//! 支持的语言列表：显示名称（繁体中文）与英文名称的对照。

/// Menu label and the English name sent to the translator, in menu order.
pub const LANGUAGES: &[(&str, &str)] = &[
    ("繁體中文", "Traditional Chinese"),
    ("簡體中文", "Simplified Chinese"),
    ("英文", "English"),
    ("日文", "Japanese"),
    ("韓文", "Korean"),
    ("越南文", "Vietnamese"),
    ("泰文", "Thai"),
    ("印尼文", "Indonesian"),
    ("義大利文", "Italian"),
    ("西班牙文", "Spanish"),
    ("葡萄牙文", "Portuguese"),
    ("德文", "German"),
    ("法文", "French"),
];

pub fn english_name(label: &str) -> Option<&'static str> {
    LANGUAGES
        .iter()
        .find(|(l, _)| *l == label)
        .map(|(_, name)| *name)
}

pub fn label_for(english: &str) -> Option<&'static str> {
    LANGUAGES
        .iter()
        .find(|(_, name)| *name == english)
        .map(|(label, _)| *label)
}

pub fn labels() -> impl Iterator<Item = &'static str> {
    LANGUAGES.iter().map(|(label, _)| *label)
}
//! Application-level settings.

use super::EnvReader;
use crate::{Error, ErrorContext, Result};
use std::path::PathBuf;
use std::str::FromStr;

pub const DEFAULT_APP_NAME: &str = "gpt-ai-translator";

/// Deployment target; decides debug mode and where temporary audio files go.
#[derive(Debug, Clone, Copy, PartialEq, Eq)]
pub enum AppEnvironment {
    Development,
    Production,
    Vercel,
}

impl AppEnvironment {
    pub fn as_str(&self) -> &'static str {
        match self {
            Self::Development => "DEVELOPMENT",
            Self::Production => "PRODUCTION",
            Self::Vercel => "VERCEL",
        }
    }

    pub fn debug(&self) -> bool {
        matches!(self, Self::Development)
    }

    /// Serverless deployments only get a writable `/tmp`.
    pub fn audio_temp_path(&self) -> PathBuf {
        match self {
            Self::Development | Self::Production => PathBuf::from("data").join("audio"),
            Self::Vercel => PathBuf::from("/tmp"),
        }
    }
}

impl FromStr for AppEnvironment {
    type Err = Error;

    fn from_str(s: &str) -> Result<Self> {
        match s.trim().to_uppercase().as_str() {
            "DEVELOPMENT" => Ok(Self::Development),
            "PRODUCTION" => Ok(Self::Production),
            "VERCEL" => Ok(Self::Vercel),
            other => Err(Error::configuration_with_context(
                "unknown application environment",
                ErrorContext::new()
                    .with_field_path("APP_ENVIRONMENT")
                    .with_details(format!(
                        "got {:?}, expected DEVELOPMENT, PRODUCTION or VERCEL",
                        other
                    )),
            )),
        }
    }
}

#[derive(Debug, Clone, PartialEq)]
pub struct AppConfig {
    pub app_name: String,
    pub environment: AppEnvironment,
    /// Backs user settings with the remote cache tier.
    pub persistent_user_settings_enabled: bool,
    pub push_translated_text_audio_enabled: bool,
}

impl AppConfig {
    pub fn from_env(env: &EnvReader) -> Result<Self> {
        let environment = match env.get_str("APP_ENVIRONMENT") {
            Some(raw) => raw.parse()?,
            None => AppEnvironment::Vercel,
        };
        Ok(Self {
            app_name: env.get_str_or("APP_NAME", DEFAULT_APP_NAME),
            environment,
            persistent_user_settings_enabled: env
                .get_bool("APP_PERSISTENT_USER_SETTINGS_ENABLED", Some(false))?,
            push_translated_text_audio_enabled: env
                .get_bool("APP_PUSH_TRANSLATED_TEXT_AUDIO_ENABLED", Some(false))?,
        })
    }

    pub fn audio_temp_path(&self) -> PathBuf {
        self.environment.audio_temp_path()
    }
}

impl Default for AppConfig {
    fn default() -> Self {
        Self {
            app_name: DEFAULT_APP_NAME.to_string(),
            environment: AppEnvironment::Vercel,
            persistent_user_settings_enabled: false,
            push_translated_text_audio_enabled: false,
        }
    }
}
//! In-process LRU tier.

use lru::LruCache;
use serde_json::Value;
use std::num::NonZeroUsize;
use std::sync::{Mutex, MutexGuard};

/// Bounded in-memory cache with least-recently-used eviction.
///
/// One mutex guards the map; every operation holds it only for the map
/// mutation itself. Reads take the lock too, since a hit bumps recency.
pub struct LocalCache {
    entries: Mutex<LruCache<String, Value>>,
}

impl LocalCache {
    pub fn new(max_entries: NonZeroUsize) -> Self {
        Self {
            entries: Mutex::new(LruCache::new(max_entries)),
        }
    }

    pub fn get(&self, key: &str) -> Option<Value> {
        self.lock().get(key).cloned()
    }

    /// Insert or overwrite; evicts the least recently used entry when full.
    pub fn set(&self, key: &str, value: Value) {
        if let Some((evicted, _)) = self.lock().push(key.to_string(), value) {
            if evicted != key {
                tracing::debug!(key = %evicted, "local cache evicted entry");
            }
        }
    }

    pub fn delete(&self, key: &str) {
        self.lock().pop(key);
    }

    pub fn contains(&self, key: &str) -> bool {
        self.lock().contains(key)
    }

    pub fn len(&self) -> usize {
        self.lock().len()
    }

    pub fn is_empty(&self) -> bool {
        self.len() == 0
    }

    pub fn capacity(&self) -> usize {
        self.lock().cap().get()
    }

    pub fn clear(&self) {
        self.lock().clear();
    }

    // A panic while holding the lock cannot leave the LRU map half-updated in a
    // way that matters to callers, so poisoning is ignored.
    fn lock(&self) -> MutexGuard<'_, LruCache<String, Value>> {
        self.entries.lock().unwrap_or_else(|poisoned| poisoned.into_inner())
    }
}

impl std::fmt::Debug for LocalCache {
    fn fmt(&self, f: &mut std::fmt::Formatter<'_>) -> std::fmt::Result {
        f.debug_struct("LocalCache")
            .field("len", &self.len())
            .field("capacity", &self.capacity())
            .finish()
    }
}
//! TranslatorClient against a mock OpenAI-compatible server.

use gpt_ai_translator::{Error, TranslatorClient};
use mockito::{Matcher, Server};
use serde_json::json;

fn client(base_url: &str) -> TranslatorClient {
    TranslatorClient::builder()
        .api_key("sk-test")
        .base_url(base_url)
        .model("test-model")
        .temperature(0.2)
        .build()
        .expect("client builds")
}

#[tokio::test]
async fn test_translate_sends_instructions_and_reads_output() {
    let mut server = Server::new_async().await;
    let mock = server
        .mock("POST", "/v1/responses")
        .match_header("authorization", "Bearer sk-test")
        .match_body(Matcher::PartialJson(json!({
            "model": "test-model",
            "input": "早安",
            "instructions": "Translate the provided sentence into the English, outputting only the translation.",
        })))
        .with_status(200)
        .with_header("content-type", "application/json")
        .with_body(
            json!({
                "output": [{
                    "type": "message",
                    "content": [{"type": "output_text", "text": "Good morning"}]
                }]
            })
            .to_string(),
        )
        .create_async()
        .await;

    let text = client(&server.url()).translate("早安", "English").await.unwrap();
    assert_eq!(text, "Good morning");
    mock.assert_async().await;
}

#[tokio::test]
async fn test_synthesize_returns_audio_bytes() {
    let mut server = Server::new_async().await;
    server
        .mock("POST", "/v1/audio/speech")
        .match_body(Matcher::PartialJson(json!({
            "model": "gpt-4o-mini-tts",
            "voice": "alloy",
            "input": "hello"
        })))
        .with_status(200)
        .with_header("content-type", "audio/mpeg")
        .with_body(b"ID3fake-mp3")
        .create_async()
        .await;

    let audio = client(&server.url()).synthesize("hello").await.unwrap();
    assert_eq!(&audio[..], b"ID3fake-mp3");
}

#[tokio::test]
async fn test_transcribe_reads_text() {
    let mut server = Server::new_async().await;
    server
        .mock("POST", "/v1/audio/transcriptions")
        .match_header(
            "content-type",
            Matcher::Regex("multipart/form-data.*".to_string()),
        )
        .with_status(200)
        .with_body(r#"{"text":"今天天氣很好"}"#)
        .create_async()
        .await;

    let text = client(&server.url())
        .transcribe(vec![0u8; 16], "voice.m4a")
        .await
        .unwrap();
    assert_eq!(text, "今天天氣很好");
}

#[tokio::test]
async fn test_api_error_carries_status() {
    let mut server = Server::new_async().await;
    server
        .mock("POST", "/v1/responses")
        .with_status(429)
        .with_body(r#"{"error":{"message":"rate limited"}}"#)
        .create_async()
        .await;

    match client(&server.url()).translate("hi", "Thai").await {
        Err(Error::Api { status, message }) => {
            assert_eq!(status, 429);
            assert!(message.contains("rate limited"));
        }
        other => panic!("expected API error, got {:?}", other),
    }
}

#[tokio::test]
async fn test_unreachable_server_is_network_error() {
    let err = client("http://127.0.0.1:1")
        .synthesize("hi")
        .await
        .unwrap_err();
    assert!(matches!(err, Error::Network { .. }));
}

+-------+

■ **Work task**:
Transcribe, exactly and without additions, the lines of the records above, beginning with the line that contains "fn fmt(&self, f: &mut" and ending with the line that contains "fn client(base_url: &str)", both included.

■ **Task answer**:
    fn fmt(&self, f: &mut std::fmt::Formatter<'_>) -> std::fmt::Result {
        f.debug_struct("LocalCache")
            .field("len", &self.len())
            .field("capacity", &self.capacity())
            .finish()
    }
}
//! TranslatorClient against a mock OpenAI-compatible server.

use gpt_ai_translator::{Error, TranslatorClient};
use mockito::{Matcher, Server};
use serde_json::json;

fn client(base_url: &str) -> TranslatorClient {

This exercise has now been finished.